Professor of Chemistry - Cross-appointed with Physics

Metal-Ion Battery Materials Chemistry
The Obrovac lab designs and synthesizes highly engineered materials (nanostructured materials, core/shell particles, metallic glasses, etc.) for lithium-ion, sodium-ion and multivalent metal batteries for use in grid storage and electric vehicles. New metal-ion battery chemistries have the potential to store significantly more energy than conventional lithium-ion battery materials, at similar or even lower cost.

The successful student will gain skills in:
Materials design, nanostructured materials synthesis, mechanochemical synthesis, mechanofusion, topotactic reactions, electron microscopy, x-ray diffractometry, Mössbauer spectroscopy, electrochemical methods, battery assembly and testing, electrolyte characterization.
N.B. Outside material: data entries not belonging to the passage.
use serde::{Deserialize, Serialize};
use std::fmt;
use std::path::{Path, PathBuf};
use thiserror::Error;
use watchsync_models::AgentMode;

use crate::credentials::CredentialStore;

pub const MAX_WORKERS: usize = 64;

/// Which end of a transfer a server plays.
#[derive(Debug, Clone, Copy, PartialEq, Eq, Hash)]
pub enum Role {
    Source,
    Destination,
}

impl Role {
    pub fn as_str(&self) -> &'static str {
        match self {
            Role::Source => "source",
            Role::Destination => "destination",
        }
    }

    /// Key under which the role's token lives in `credentials.toml`.
    pub fn token_key(&self) -> &'static str {
        match self {
            Role::Source => "source_token",
            Role::Destination => "destination_token",
        }
    }
}

impl fmt::Display for Role {
    fn fmt(&self, f: &mut fmt::Formatter<'_>) -> fmt::Result {
        f.write_str(self.as_str())
    }
}

#[derive(Debug, Error, PartialEq, Eq)]
pub enum ConfigError {
    #[error("[{0}] url is not set")]
    MissingUrl(Role),
    #[error("[{0}] url '{1}' must start with http:// or https://")]
    InvalidUrl(Role, String),
    #[error("no token for {0}: set [{0}] token or '{1}' in credentials.toml")]
    MissingToken(Role, &'static str),
    #[error("sync.workers must be between 1 and 64, got {0}")]
    InvalidWorkers(usize),
    #[error("sync.snapshot must not be empty")]
    EmptySnapshotPath,
    #[error("sync.metadata_url '{0}' must start with http:// or https://")]
    InvalidMetadataUrl(String),
}

#[derive(Debug, Clone, Default, Serialize, Deserialize)]
pub struct Config {
    #[serde(default)]
    pub source: ServerConfig,
    #[serde(default)]
    pub destination: ServerConfig,
    #[serde(default)]
    pub sync: SyncSettings,
    #[serde(default)]
    pub cache: CacheSettings,
    #[serde(default)]
    pub logging: LoggingSettings,
}

#[derive(Debug, Clone, Serialize, Deserialize)]
pub struct ServerConfig {
    #[serde(default)]
    pub url: String,
    #[serde(default, skip_serializing_if = "Option::is_none")]
    pub token: Option<String>,
    #[serde(default = "default_timeout_secs")]
    pub timeout_secs: u64,
    #[serde(default = "default_page_size")]
    pub page_size: u32,
}

#[derive(Debug, Clone, Serialize, Deserialize)]
pub struct SyncSettings {
    /// Case-insensitive user names to process; empty means every user.
    #[serde(default)]
    pub users: Vec<String>,
    /// Section keys or titles to process; empty means every supported section.
    #[serde(default)]
    pub sections: Vec<String>,
    #[serde(default)]
    pub agent_mode: AgentMode,
    #[serde(default = "default_workers")]
    pub workers: usize,
    #[serde(default = "default_snapshot")]
    pub snapshot: PathBuf,
    /// Export every visible item, not only those with activity.
    #[serde(default)]
    pub include_unwatched: bool,
    /// Look up new-agent GUIDs for items that only have old-agent ones.
    #[serde(default)]
    pub convert_guids: bool,
    #[serde(default = "default_metadata_url")]
    pub metadata_url: String,
}

#[derive(Debug, Clone, Serialize, Deserialize)]
pub struct CacheSettings {
    #[serde(default = "default_true")]
    pub enabled: bool,
    /// Defaults to the data directory's `cache` folder.
    #[serde(default, skip_serializing_if = "Option::is_none")]
    pub dir: Option<PathBuf>,
    /// How long a cached section listing is reused; 0 disables listing reuse.
    #[serde(default = "default_listing_ttl_hours")]
    pub listing_ttl_hours: u64,
}

#[derive(Debug, Clone, Default, Serialize, Deserialize)]
pub struct LoggingSettings {
    #[serde(default)]
    pub debug: bool,
    #[serde(default, skip_serializing_if = "Option::is_none")]
    pub export_log_file: Option<PathBuf>,
    #[serde(default, skip_serializing_if = "Option::is_none")]
    pub import_log_file: Option<PathBuf>,
}

fn default_true() -> bool {
    true
}

fn default_timeout_secs() -> u64 {
    60
}

fn default_page_size() -> u32 {
    200
}

fn default_workers() -> usize {
    4
}

fn default_snapshot() -> PathBuf {
    PathBuf::from("watched-history.json")
}

fn default_metadata_url() -> String {
    "https://metadata.provider.plex.tv".to_string()
}

fn default_listing_ttl_hours() -> u64 {
    24
}

impl Default for ServerConfig {
    fn default() -> Self {
        Self {
            url: String::new(),
            token: None,
            timeout_secs: default_timeout_secs(),
            page_size: default_page_size(),
        }
    }
}

impl Default for SyncSettings {
    fn default() -> Self {
        Self {
            users: Vec::new(),
            sections: Vec::new(),
            agent_mode: AgentMode::default(),
            workers: default_workers(),
            snapshot: default_snapshot(),
            include_unwatched: false,
            convert_guids: false,
            metadata_url: default_metadata_url(),
        }
    }
}

impl Default for CacheSettings {
    fn default() -> Self {
        Self {
            enabled: true,
            dir: None,
            listing_ttl_hours: default_listing_ttl_hours(),
        }
    }
}

impl Config {
    pub fn load_from_file(path: &Path) -> anyhow::Result<Self> {
        let content = std::fs::read_to_string(path)?;
        let config: Config = toml::from_str(&content)?;
        Ok(config)
    }

    pub fn save_to_file(&self, path: &Path) -> anyhow::Result<()> {
        if let Some(parent) = path.parent() {
            std::fs::create_dir_all(parent)?;
        }
        let content = toml::to_string_pretty(self)?;
        std::fs::write(path, content)?;
        Ok(())
    }

    /// Commented starting point written by `watchsync config init`.
    pub fn template() -> &'static str {
        include_str!("template.toml")
    }

    pub fn server(&self, role: Role) -> &ServerConfig {
        match role {
            Role::Source => &self.source,
            Role::Destination => &self.destination,
        }
    }

    pub fn log_file(&self, role: Role) -> Option<&Path> {
        match role {
            Role::Source => self.logging.export_log_file.as_deref(),
            Role::Destination => self.logging.import_log_file.as_deref(),
        }
    }

    /// Settings shared by every command.
    pub fn validate(&self) -> Result<(), ConfigError> {
        if self.sync.workers == 0 || self.sync.workers > MAX_WORKERS {
            return Err(ConfigError::InvalidWorkers(self.sync.workers));
        }
        if self.sync.snapshot.as_os_str().is_empty() {
            return Err(ConfigError::EmptySnapshotPath);
        }
        let metadata_url = self.sync.metadata_url.trim();
        if self.sync.convert_guids && !(metadata_url.starts_with("http://") || metadata_url.starts_with("https://")) {
            return Err(ConfigError::InvalidMetadataUrl(metadata_url.to_string()));
        }
        Ok(())
    }

    /// Shared settings plus the server block `role` needs.
    pub fn validate_for(&self, role: Role, credentials: &CredentialStore) -> Result<(), ConfigError> {
        self.validate()?;
        let server = self.server(role);
        let url = server.url.trim();
        if url.is_empty() {
            return Err(ConfigError::MissingUrl(role));
        }
        if !(url.starts_with("http://") || url.starts_with("https://")) {
            return Err(ConfigError::InvalidUrl(role, url.to_string()));
        }
        self.resolve_token(role, credentials)?;
        Ok(())
    }

    /// Token from the config file, falling back to the credential store.
    pub fn resolve_token(&self, role: Role, credentials: &CredentialStore) -> Result<String, ConfigError> {
        self.server(role)
            .token
            .as_ref()
            .filter(|t| !t.trim().is_empty())
            .or_else(|| credentials.get_token(role))
            .map(|t| t.trim().to_string())
            .ok_or(ConfigError::MissingToken(role, role.token_key()))
    }
}

#[cfg(test)]
mod tests {
    use super::*;
    use tempfile::NamedTempFile;

    fn create_config() -> Config {
        let mut config = Config::default();
        config.source.url = "http://old:32400".to_string();
        config.source.token = Some("old-token".to_string());
        config.destination.url = "https://new:32400".to_string();
        config.sync.users = vec!["Alice".to_string()];
        config.sync.agent_mode = AgentMode::Mixed;
        config
    }

    fn empty_credentials() -> CredentialStore {
        CredentialStore::new(PathBuf::from("/nonexistent/credentials.toml"))
    }

    #[test]
    fn test_config_load_and_save() {
        let file = NamedTempFile::new().unwrap();
        let config = create_config();
        config.save_to_file(file.path()).unwrap();

        let loaded = Config::load_from_file(file.path()).unwrap();
        assert_eq!(loaded.source.url, "http://old:32400");
        assert_eq!(loaded.sync.users, vec!["Alice".to_string()]);
        assert_eq!(loaded.sync.agent_mode, AgentMode::Mixed);
        assert_eq!(loaded.sync.workers, 4);
        assert!(loaded.cache.enabled);
    }

    #[test]
    fn test_defaults_from_minimal_toml() {
        let config: Config = toml::from_str("[source]\nurl = \"http://a\"\n").unwrap();
        assert_eq!(config.sync.workers, 4);
        assert_eq!(config.cache.listing_ttl_hours, 24);
        assert_eq!(config.source.page_size, 200);
        assert_eq!(config.sync.agent_mode, AgentMode::Uniform);
        assert!(!config.sync.include_unwatched);
        assert!(!config.sync.convert_guids);
        assert_eq!(config.sync.metadata_url, "https://metadata.provider.plex.tv");
    }

    #[test]
    fn test_conversion_needs_a_metadata_url() {
        let mut config = Config::default();
        config.sync.metadata_url = String::new();
        assert!(config.validate().is_ok());
        config.sync.convert_guids = true;
        assert_eq!(config.validate(), Err(ConfigError::InvalidMetadataUrl(String::new())));
    }

    #[test]
    fn test_template_parses() {
        let config: Config = toml::from_str(Config::template()).unwrap();
        assert!(config.validate().is_ok());
    }

    #[test]
    fn test_config_validate() {
        let mut config = create_config();
        assert!(config.validate_for(Role::Source, &empty_credentials()).is_ok());
        assert_eq!(
            config.validate_for(Role::Destination, &empty_credentials()),
            Err(ConfigError::MissingToken(Role::Destination, "destination_token"))
        );

        config.sync.workers = 0;
        assert_eq!(config.validate(), Err(ConfigError::InvalidWorkers(0)));

        config.sync.workers = 2;
        config.source.url = "old:32400".to_string();
        assert!(matches!(
            config.validate_for(Role::Source, &empty_credentials()),
            Err(ConfigError::InvalidUrl(Role::Source, _))
        ));

        config.source.url = String::new();
        assert_eq!(
            config.validate_for(Role::Source, &empty_credentials()),
            Err(ConfigError::MissingUrl(Role::Source))
        );
    }

    #[test]
    fn test_token_falls_back_to_credentials() {
        let config = create_config();
        let mut credentials = empty_credentials();
        credentials.set_token(Role::Destination, "from-store".to_string());
        assert_eq!(config.resolve_token(Role::Destination, &credentials).unwrap(), "from-store");
        assert_eq!(config.resolve_token(Role::Source, &credentials).unwrap(), "old-token");
    }
}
Dr. Laura Turculet - Turculet Lab Website
Professor of Chemistry

Transition metal catalysts play a key role in facilitating chemical processes that convert abundant raw material resources into value-added products (pharmaceuticals, flavors, fragrances, etc.) in an efficient, selective manner. Chemists have long focused on developing homogeneous catalysts that utilize scarce precious metals such as Pd, Pt, Rh, and Ru. Despite their efficacy, such catalysts are limited by their decreasing availability, and associated high cost. Mining and processing of ores containing such metals is also highly energy intensive, generating large CO2 emissions. Faced with the pressing need to develop increasingly sustainable synthetic processes, interest in the reactivity of Earth abundant metals, such as Mn, Fe, Co, and Ni has grown significantly, with the goal of discovering new, effective catalysts to complement, and possibly supplant, precious metal based technology. While nature has utilized Earth abundant metals such as Fe almost exclusively for catalyzing chemical reactivity, harnessing this reactivity has proven challenging in the laboratory. In this regard, research in the Turculet lab targets the development of new classes of broadly useful, sustainable metal catalysts for atom economical alkene and alkyne hydrofunctionalization, a class of widely used reactions for converting such feedstocks into consumer products.